Si les partenaires sociaux dans l’entreprise voient généralement ces programmes d’intégration et d’accompagnement comme de réelles avancées, d’autres mettent en garde contre une approche trop prescriptive. « Les process RH rassurent ceux qui les pilotent, mais ne sont pas pertinents dans toutes les situations, considère Olivier de Pembroke, président du Centre des jeunes dirigeants. On peut donner quelques lignes directrices, mais il faut éviter une information exclusivement descendante, favoriser les échanges collectifs entre les équipes et les nouvelles recrues, via des espaces de discussion participatifs avec des outils collaboratifs, pour créer de l’intelligence collective, du lien et de la confiance. » Pour Inès Minin, de la CFDT : « Tout le monde doit effectivement s’efforcer, y compris les équipes syndicales, d’améliorer l’accueil en entreprise des jeunes salariés, alternants, stagiaires, pour mieux comprendre leurs attentes et susciter d’autres types de relations et de management. »

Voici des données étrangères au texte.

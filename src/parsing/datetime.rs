//! Date and time token extraction.
//!
//! Exports put the date and the time of day next to each other but with
//! varying punctuation (`12/05/23 14:30 -`, `[12/05/2023, 14:30:15]`,
//! `1/5/23, 2:30 PM -`). Instead of one pattern per layout, the date and the
//! time are searched for independently and combined afterwards.

use std::borrow::Cow;

use chrono::NaiveDateTime;
use regex::Regex;

use crate::parser::Rejection;

const DATE_PATTERN: &str = r"(\d{1,2})/(\d{1,2})/(\d{2,4})";
// The marker must end on a word boundary so a sender such as `amy` after
// the time is not read as `am`.
const TIME_PATTERN: &str = r"(\d{1,2}):(\d{2})(?::(\d{2}))?(?:\s*(AM|PM|am|pm)\b)?";

/// AM/PM marker attached to a time token.
#[derive(Debug, Clone, Copy, PartialEq, Eq)]
pub enum Meridiem {
    Am,
    Pm,
}

/// A `D/M/Y` date found in a line.
#[derive(Debug, Clone, Copy, PartialEq, Eq)]
pub struct DateToken<'a> {
    pub day: &'a str,
    pub month: &'a str,
    /// Two to four digits, as written.
    pub year: &'a str,
    /// Byte offset just past the match.
    pub end: usize,
}

/// An `H:MM[:SS][ AM|PM]` time found in a line.
#[derive(Debug, Clone, Copy, PartialEq, Eq)]
pub struct TimeToken<'a> {
    /// The matched time text, without the trailing whitespace.
    pub text: &'a str,
    pub hour: &'a str,
    pub minute: &'a str,
    pub second: Option<&'a str>,
    /// Recognized but never applied to the hour.
    pub meridiem: Option<Meridiem>,
    /// Byte offset just past the match.
    pub end: usize,
}

/// Compiled date and time patterns.
#[derive(Debug, Clone)]
pub struct DateTimeScanner {
    date: Regex,
    time: Regex,
}

impl DateTimeScanner {
    pub fn new() -> Self {
        Self {
            date: Regex::new(DATE_PATTERN).expect("date pattern compiles"),
            time: Regex::new(TIME_PATTERN).expect("time pattern compiles"),
        }
    }

    /// Finds the first date in `line`.
    pub fn find_date<'a>(&self, line: &'a str) -> Result<DateToken<'a>, Rejection> {
        let caps = self.date.captures(line).ok_or(Rejection::NoDateTimeMatch)?;
        let whole = caps.get(0).ok_or(Rejection::NoDateTimeMatch)?;
        let group = |i| caps.get(i).map_or("", |m| m.as_str());

        Ok(DateToken {
            day: group(1),
            month: group(2),
            year: group(3),
            end: whole.end(),
        })
    }

    /// Finds the first time of day in `line`.
    pub fn find_time<'a>(&self, line: &'a str) -> Result<TimeToken<'a>, Rejection> {
        let caps = self.time.captures(line).ok_or(Rejection::NoDateTimeMatch)?;
        let whole = caps.get(0).ok_or(Rejection::NoDateTimeMatch)?;
        let group = |i| caps.get(i).map_or("", |m| m.as_str());

        let meridiem = caps.get(4).map(|m| {
            if m.as_str().eq_ignore_ascii_case("pm") {
                Meridiem::Pm
            } else {
                Meridiem::Am
            }
        });

        Ok(TimeToken {
            text: whole.as_str().trim_end(),
            hour: group(1),
            minute: group(2),
            second: caps.get(3).map(|m| m.as_str()),
            meridiem,
            end: whole.end(),
        })
    }
}

impl Default for DateTimeScanner {
    fn default() -> Self {
        Self::new()
    }
}

/// Expands a two-digit year with `century_prefix`; other lengths pass through.
///
/// ```
/// use chatlens::parsing::normalize_year;
///
/// assert_eq!(normalize_year("23", "20"), "2023");
/// assert_eq!(normalize_year("2023", "20"), "2023");
/// ```
pub fn normalize_year<'a>(year: &'a str, century_prefix: &str) -> Cow<'a, str> {
    if year.len() == 2 {
        Cow::Owned(format!("{century_prefix}{year}"))
    } else {
        Cow::Borrowed(year)
    }
}

/// Combines date and time tokens into a timestamp using `format`.
///
/// Only hour and minute take part: seconds are dropped and an AM/PM marker
/// does not shift the hour. The year must have four digits once expanded
/// (a three-digit year is rejected). There is no fallback when `format`
/// fails.
pub fn parse_timestamp(
    date: &DateToken<'_>,
    time: &TimeToken<'_>,
    century_prefix: &str,
    format: &str,
) -> Result<NaiveDateTime, Rejection> {
    let year = normalize_year(date.year, century_prefix);
    if year.len() != 4 || !year.bytes().all(|b| b.is_ascii_digit()) {
        return Err(Rejection::UnparseableDate);
    }
    let combined = format!(
        "{}/{}/{} {}:{}",
        date.day, date.month, year, time.hour, time.minute
    );

    NaiveDateTime::parse_from_str(&combined, format).map_err(|_| Rejection::UnparseableDate)
}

Favoriser l’accès aux jeunes non titularisés

Parallèlement aux initiatives d’intégration des jeunes embauchés, certains accords « contrats de génération » comprennent des mesures pour favoriser l’accès à l’emploi des jeunes non titularisés. Une bourse d’emplois accessibles à tous, par exemple, ou des candidatures d’alternants dorénavant considérées comme des candidatures internes chez Airbus. Au printemps 2016, Michelin a mis sur pied une rencontre des alternants par métier, en présence des recruteurs internes et va étendre la démarche aux stagiaires. À STMicroelectronics, où les volumes de recrutement sont faibles, les jeunes sont également accompagnés vers l’emploi externe (lire p. 26).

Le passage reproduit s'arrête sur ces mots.